# The Unapologetic Mathematician

## Approximating Sets of Finite Measure

So, we’ve got a $\sigma$-finite measure $\mu$ on a ring $\mathcal{R}$, and we extend it to a measure on the $\sigma$-ring $\mathcal{S}(\mathcal{R})$. But often it’s a lot more convenient to work with $\mathcal{R}$ itself than the whole of $\mathcal{S}(\mathcal{R}$. So, to what extent can we do this efficiently?
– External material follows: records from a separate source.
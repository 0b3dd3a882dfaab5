#![allow(non_snake_case)]

pub mod candidate;
pub mod cfa;
pub mod config;
pub mod error;
pub mod logic;
pub mod pdr;
pub mod shutdown;
pub mod transys;

pub use error::{PdrError, Result};
pub use pdr::{AlgorithmStatus, Pdr, PdrResult, Verdict};

pub trait Engine {
    fn check(&mut self) -> Result<PdrResult>;

    fn statistic(&mut self) {}
}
As it turns out, if $E\in\mathcal{S}(\mathcal{R}$ has finite measure and $\epsilon>0$, then we can find a set $E_0\in\mathcal{R}$ so that $\mu(E\Delta E_0)\leq\epsilon$.
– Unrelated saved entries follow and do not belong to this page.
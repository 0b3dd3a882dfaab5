use clap::{Args, Parser, ValueEnum};

/// rPDR engine configuration
#[derive(Parser, Debug, Clone)]
#[command(version, about)]
pub struct Config {
    #[command(flatten)]
    pub pdr: PdrOptions,

    /// overall time limit in seconds
    #[arg(long = "time-limit")]
    pub time_limit: Option<u64>,
}

#[derive(Copy, Clone, ValueEnum, Debug, PartialEq, Eq)]
pub enum LiftingStrategy {
    /// block the concrete predecessor state
    None,
    /// keep the predecessor literals in the unsat core of the lifting query
    UnsatCore,
    /// unsat core lifting projected onto the abstraction precision
    Abstraction,
}

impl LiftingStrategy {
    #[inline]
    pub fn can_lift(&self) -> bool {
        !matches!(self, LiftingStrategy::None)
    }
}

#[derive(Copy, Clone, ValueEnum, Debug, PartialEq, Eq)]
pub enum AbstractionStrategy {
    /// no abstraction
    None,
    /// localization abstraction over the visible state variables
    Localization,
}

#[derive(Copy, Clone, ValueEnum, Debug, PartialEq, Eq)]
pub enum InvariantStrengthening {
    /// learn the blocked cube as is
    None,
    /// drop cube literals outside the unsat core of the induction check
    UnsatCore,
}

#[derive(Copy, Clone, ValueEnum, Debug, PartialEq, Eq)]
pub enum AdjustConditions {
    /// keep the unrolling depth
    Never,
    /// increase the unrolling depth after every round
    Always,
}

#[derive(Args, Clone, Debug)]
pub struct PdrOptions {
    /// counterexample to induction lifting
    #[arg(long = "pdr-lifting", value_enum, default_value_t = LiftingStrategy::UnsatCore)]
    pub lifting: LiftingStrategy,

    /// state abstraction of proof obligations
    #[arg(long = "pdr-abstraction", value_enum, default_value_t = AbstractionStrategy::None)]
    pub abstraction: AbstractionStrategy,

    /// strengthening of blocking clauses
    #[arg(long = "pdr-strengthening", value_enum, default_value_t = InvariantStrengthening::UnsatCore)]
    pub strengthening: InvariantStrengthening,

    /// spurious transitions tolerated before an abstraction failure is refined
    #[arg(long = "pdr-spurious-threshold", default_value_t = 1)]
    pub spurious_threshold: usize,

    /// condition adjustment policy
    #[arg(long = "pdr-adjust", value_enum, default_value_t = AdjustConditions::Never)]
    pub adjust: AdjustConditions,

    /// initial unrolling depth
    #[arg(long = "pdr-initial-k", default_value_t = 1, value_parser = clap::value_parser!(u32).range(1..))]
    pub initial_k: u32,

    /// max unrolling depth of condition adjustment
    #[arg(long = "pdr-max-k", default_value_t = 8)]
    pub max_k: u32,

    /// report an unsound result when the unrolling depth cannot grow further
    #[arg(long = "pdr-fail-on-exhaustion", default_value_t = false)]
    pub fail_on_exhaustion: bool,

    /// recheck the inductive invariant with a fresh prover
    #[arg(long = "pdr-certify", default_value_t = false)]
    pub certify: bool,
}

impl Default for Config {
    fn default() -> Self {
        Config::parse_from([""])
    }
}

impl Default for PdrOptions {
    fn default() -> Self {
        Config::default().pdr
    }
}

#[cfg(test)]
mod tests {
    use super::*;

    #[test]
    fn defaults() {
        let cfg = Config::default();
        assert_eq!(cfg.pdr.lifting, LiftingStrategy::UnsatCore);
        assert_eq!(cfg.pdr.abstraction, AbstractionStrategy::None);
        assert_eq!(cfg.pdr.spurious_threshold, 1);
        assert_eq!(cfg.pdr.initial_k, 1);
        assert_eq!(cfg.pdr.max_k, 8);
        assert!(cfg.time_limit.is_none());
    }

    #[test]
    fn parse_options() {
        let cfg = Config::parse_from([
            "",
            "--pdr-lifting",
            "abstraction",
            "--pdr-abstraction",
            "localization",
            "--pdr-adjust",
            "always",
            "--pdr-max-k",
            "3",
            "--pdr-certify",
        ]);
        assert!(cfg.pdr.lifting.can_lift());
        assert_eq!(cfg.pdr.abstraction, AbstractionStrategy::Localization);
        assert_eq!(cfg.pdr.adjust, AdjustConditions::Always);
        assert_eq!(cfg.pdr.max_k, 3);
        assert!(cfg.pdr.certify);
        assert!(Config::try_parse_from(["", "--pdr-initial-k", "0"]).is_err());
    }
}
Any set $E\in\mathcal{S}(\mathcal{R})$ can be covered by a sequence of sets in $\mathcal{R}$, and we know that

$\displaystyle\inf\left\{\sum\limits_{i=1}^\infty\mu(E_i)\bigg\vert E\subseteq\bigcup\limits_{i=1}^\infty E_i, \{E_i\}\subseteq\mathcal{R}\right\}$

That is, we can find such a cover satisfying

$\displaystyle\mu\left(\bigcup\limits_{i=1}^\infty E_i\right)\leq\mu(E)+\frac{\epsilon}{2}$

But since $\mu$ is continuous, we see that

$\displaystyle\mu\left(\bigcup\limits_{i=1}^\infty E_i\right)=\mu\left(\lim\limits_{n\to\infty}\bigcup\limits_{i=1}^nE_i\right)=\lim\limits_{n\to\infty}\mu\left(\bigcup\limits_{i=1}^nE_i\right)$

The sequence of numbers increases until it’s within $\frac{\epsilon}{2}$ of its limit. That is, there is some $n$ so that if we define $E_0$ to be the union of the first $n$ sets in the sequence, we have

$\displaystyle\mu\left(\bigcup\limits_{i=1}^\infty E_i\right)\leq\mu(E_0)+\frac{\epsilon}{2}$

But now we can find

\displaystyle\begin{aligned}\mu(E\setminus E_0)\leq\mu\left(\left(\bigcup\limits_{i=1}^\infty E_i\right)\setminus E_0\right)&=\mu\left(\bigcup\limits_{i=1}^\infty E_i\right)-\mu(E_0)\leq\frac{\epsilon}{2}\\\mu(E_0\setminus E)\leq\mu\left(\left(\bigcup\limits_{i=1}^\infty E_i\right)\setminus E\right)&=\mu\left(\bigcup\limits_{i=1}^\infty E_i\right)-\mu(E)\leq\frac{\epsilon}{2}\end{aligned}

And thus $\mu(E\Delta E_0)\leq\epsilon$.